Segment Start: RECORDS

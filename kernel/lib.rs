//! quark - a small x86_64 multitasking kernel core
//!
//! Preemptive per-CPU round-robin scheduling with timer-driven switching,
//! a software-interrupt syscall layer that can suspend tasks mid-call, a
//! vnode VFS with ext2 and device filesystems behind it, and an ELF
//! loader with dynamic-linker chaining.
//!
//! The crate is the kernel's core: the boot shim hands over a
//! [`BootInfo`] and jumps to [`kernel_main`]; ISR stubs deliver every
//! interrupt frame to `arch::x86_64::isr_handler`.

#![cfg_attr(not(test), no_std)]

extern crate alloc;

pub mod arch;
pub mod elf;
pub mod error;
pub mod fs;
pub mod mm;
pub mod printk;
pub mod storage;
pub mod syscall;
pub mod task;
pub mod tty;
pub mod uaccess;
pub mod waitqueue;

use alloc::sync::Arc;

use fs::FileSystem;

use mm::frame::MemoryRegion;

/// One entry of the SMP handoff table
///
/// Application processors park on their entry; writing `goto_address`
/// releases them with `target_stack` loaded and a pointer to the entry
/// in the first argument register.
#[derive(Debug)]
#[repr(C)]
pub struct SmpCpuInfo {
    pub processor_id: u32,
    pub lapic_id: u32,
    pub target_stack: u64,
    pub goto_address: u64,
    pub extra_argument: u64,
}

/// Everything the boot shim hands to [`kernel_main`]
#[derive(Debug)]
#[repr(C)]
pub struct BootInfo {
    /// SMP table, one entry per CPU
    pub cpus: *mut SmpCpuInfo,
    pub cpu_count: u64,
    pub bsp_lapic_id: u32,
    _reserved: u32,
    /// Usable physical memory spans
    pub memory_map: *const MemoryRegion,
    pub memory_map_len: u64,
    /// Kernel heap span (higher-half virtual)
    pub heap_base: u64,
    pub heap_length: u64,
    /// Physical span of the ext2 boot image
    pub ramdisk_base: u64,
    pub ramdisk_length: u64,
}

#[cfg(all(not(test), target_arch = "x86_64"))]
#[global_allocator]
static HEAP: linked_list_allocator::LockedHeap = linked_list_allocator::LockedHeap::empty();

#[cfg(not(test))]
#[panic_handler]
fn panic(info: &core::panic::PanicInfo) -> ! {
    printkln!("kernel panic: {}", info);
    printk::flush();
    loop {
        #[cfg(target_arch = "x86_64")]
        unsafe {
            core::arch::asm!("cli; hlt", options(nomem, nostack));
        }
    }
}

/// First program loaded once the VFS is up
const INIT_PATH: &str = "/bin/init";

/// Kernel entry, called by the boot shim on the BSP with interrupts
/// disabled and the tables of this CPU loaded
///
/// # Safety
/// `boot` must describe a live, correctly mapped machine as specified
/// on [`BootInfo`]. Never returns; ends in the idle loop with
/// interrupts enabled.
#[cfg(target_arch = "x86_64")]
pub unsafe fn kernel_main(boot: &'static mut BootInfo) -> ! {
    use crate::fs::devfs::DevFs;
    use crate::fs::ext2::Ext2Fs;
    use crate::storage::RamDisk;

    #[cfg(not(test))]
    unsafe {
        HEAP.lock().init(boot.heap_base as *mut u8, boot.heap_length as usize);
    }

    printk::register_console(unsafe { arch::x86_64::serial::init() });
    printkln!("quark: core starting on cpu 0");

    // Physical frames from the boot memory map
    let regions =
        unsafe { core::slice::from_raw_parts(boot.memory_map, boot.memory_map_len as usize) };
    let frames: &'static mm::frame::FrameAllocator =
        alloc::boxed::Box::leak(alloc::boxed::Box::new(mm::frame::FrameAllocator::new(regions)));
    mm::set_frame_source(frames);
    printkln!("quark: {} frames available", frames.free_frames());

    // Root filesystem from the boot ramdisk
    let disk = Arc::new(unsafe { RamDisk::new(boot.ramdisk_base, boot.ramdisk_length) });
    let ext2 = Ext2Fs::mount(disk).expect("boot image is a valid ext2 filesystem");
    let root = ext2.root_vnode().expect("ext2 root directory readable");
    fs::set_root_filesystem(root);

    // Device filesystem with the terminal, mounted at /dev
    let devfs = DevFs::new();
    devfs.register(tty::init());
    let dev_dir = fs::resolve_path("/dev")
        .and_then(fs::Resolved::existing)
        .expect("boot image provides /dev");
    fs::mount(dev_dir, devfs.root());
    printkln!("quark: vfs ready");

    // Scheduling: registry, this CPU's scheduler, the first program
    let registry = task::sched::SchedRegistry::new();
    arch::x86_64::publish_registry(registry.clone());
    let scheduler = unsafe { arch::x86_64::init_cpu(0, registry) };

    let init_pid = fs::with_mount_table(|mounts| scheduler.spawn_elf(mounts, INIT_PATH, true))
        .expect("init program loads");
    printkln!("quark: spawned {} as pid {}", INIT_PATH, init_pid);

    // Release the other CPUs, then let the timer drive everything
    let cpus =
        unsafe { core::slice::from_raw_parts_mut(boot.cpus, boot.cpu_count as usize) };
    unsafe { arch::x86_64::start_cores(cpus, boot.bsp_lapic_id) };

    arch::x86_64::enter_idle()
}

Segment End: RECORDS

* AIM OF THE TASK:
Please reproduce every record shown above, exactly as written.

* RESULT OF THE EXERCISE:
filename kernel/lib.rs
//! quark - a small x86_64 multitasking kernel core
//!
//! Preemptive per-CPU round-robin scheduling with timer-driven switching,
//! a software-interrupt syscall layer that can suspend tasks mid-call, a
//! vnode VFS with ext2 and device filesystems behind it, and an ELF
//! loader with dynamic-linker chaining.
//!
//! The crate is the kernel's core: the boot shim hands over a
//! [`BootInfo`] and jumps to [`kernel_main`]; ISR stubs deliver every
//! interrupt frame to `arch::x86_64::isr_handler`.

#![cfg_attr(not(test), no_std)]

extern crate alloc;

pub mod arch;
pub mod elf;
pub mod error;
pub mod fs;
pub mod mm;
pub mod printk;
pub mod storage;
pub mod syscall;
pub mod task;
pub mod tty;
pub mod uaccess;
pub mod waitqueue;

use alloc::sync::Arc;

use fs::FileSystem;

use mm::frame::MemoryRegion;

/// One entry of the SMP handoff table
///
/// Application processors park on their entry; writing `goto_address`
/// releases them with `target_stack` loaded and a pointer to the entry
/// in the first argument register.
#[derive(Debug)]
#[repr(C)]
pub struct SmpCpuInfo {
    pub processor_id: u32,
    pub lapic_id: u32,
    pub target_stack: u64,
    pub goto_address: u64,
    pub extra_argument: u64,
}

/// Everything the boot shim hands to [`kernel_main`]
#[derive(Debug)]
#[repr(C)]
pub struct BootInfo {
    /// SMP table, one entry per CPU
    pub cpus: *mut SmpCpuInfo,
    pub cpu_count: u64,
    pub bsp_lapic_id: u32,
    _reserved: u32,
    /// Usable physical memory spans
    pub memory_map: *const MemoryRegion,
    pub memory_map_len: u64,
    /// Kernel heap span (higher-half virtual)
    pub heap_base: u64,
    pub heap_length: u64,
    /// Physical span of the ext2 boot image
    pub ramdisk_base: u64,
    pub ramdisk_length: u64,
}

#[cfg(all(not(test), target_arch = "x86_64"))]
#[global_allocator]
static HEAP: linked_list_allocator::LockedHeap = linked_list_allocator::LockedHeap::empty();

#[cfg(not(test))]
#[panic_handler]
fn panic(info: &core::panic::PanicInfo) -> ! {
    printkln!("kernel panic: {}", info);
    printk::flush();
    loop {
        #[cfg(target_arch = "x86_64")]
        unsafe {
            core::arch::asm!("cli; hlt", options(nomem, nostack));
        }
    }
}

/// First program loaded once the VFS is up
const INIT_PATH: &str = "/bin/init";

/// Kernel entry, called by the boot shim on the BSP with interrupts
/// disabled and the tables of this CPU loaded
///
/// # Safety
/// `boot` must describe a live, correctly mapped machine as specified
/// on [`BootInfo`]. Never returns; ends in the idle loop with
/// interrupts enabled.
#[cfg(target_arch = "x86_64")]
pub unsafe fn kernel_main(boot: &'static mut BootInfo) -> ! {
    use crate::fs::devfs::DevFs;
    use crate::fs::ext2::Ext2Fs;
    use crate::storage::RamDisk;

    #[cfg(not(test))]
    unsafe {
        HEAP.lock().init(boot.heap_base as *mut u8, boot.heap_length as usize);
    }

    printk::register_console(unsafe { arch::x86_64::serial::init() });
    printkln!("quark: core starting on cpu 0");

    // Physical frames from the boot memory map
    let regions =
        unsafe { core::slice::from_raw_parts(boot.memory_map, boot.memory_map_len as usize) };
    let frames: &'static mm::frame::FrameAllocator =
        alloc::boxed::Box::leak(alloc::boxed::Box::new(mm::frame::FrameAllocator::new(regions)));
    mm::set_frame_source(frames);
    printkln!("quark: {} frames available", frames.free_frames());

    // Root filesystem from the boot ramdisk
    let disk = Arc::new(unsafe { RamDisk::new(boot.ramdisk_base, boot.ramdisk_length) });
    let ext2 = Ext2Fs::mount(disk).expect("boot image is a valid ext2 filesystem");
    let root = ext2.root_vnode().expect("ext2 root directory readable");
    fs::set_root_filesystem(root);

    // Device filesystem with the terminal, mounted at /dev
    let devfs = DevFs::new();
    devfs.register(tty::init());
    let dev_dir = fs::resolve_path("/dev")
        .and_then(fs::Resolved::existing)
        .expect("boot image provides /dev");
    fs::mount(dev_dir, devfs.root());
    printkln!("quark: vfs ready");

    // Scheduling: registry, this CPU's scheduler, the first program
    let registry = task::sched::SchedRegistry::new();
    arch::x86_64::publish_registry(registry.clone());
    let scheduler = unsafe { arch::x86_64::init_cpu(0, registry) };

    let init_pid = fs::with_mount_table(|mounts| scheduler.spawn_elf(mounts, INIT_PATH, true))
        .expect("init program loads");
    printkln!("quark: spawned {} as pid {}", INIT_PATH, init_pid);

    // Release the other CPUs, then let the timer drive everything
    let cpus =
        unsafe { core::slice::from_raw_parts_mut(boot.cpus, boot.cpu_count as usize) };
    unsafe { arch::x86_64::start_cores(cpus, boot.bsp_lapic_id) };

    arch::x86_64::enter_idle()
}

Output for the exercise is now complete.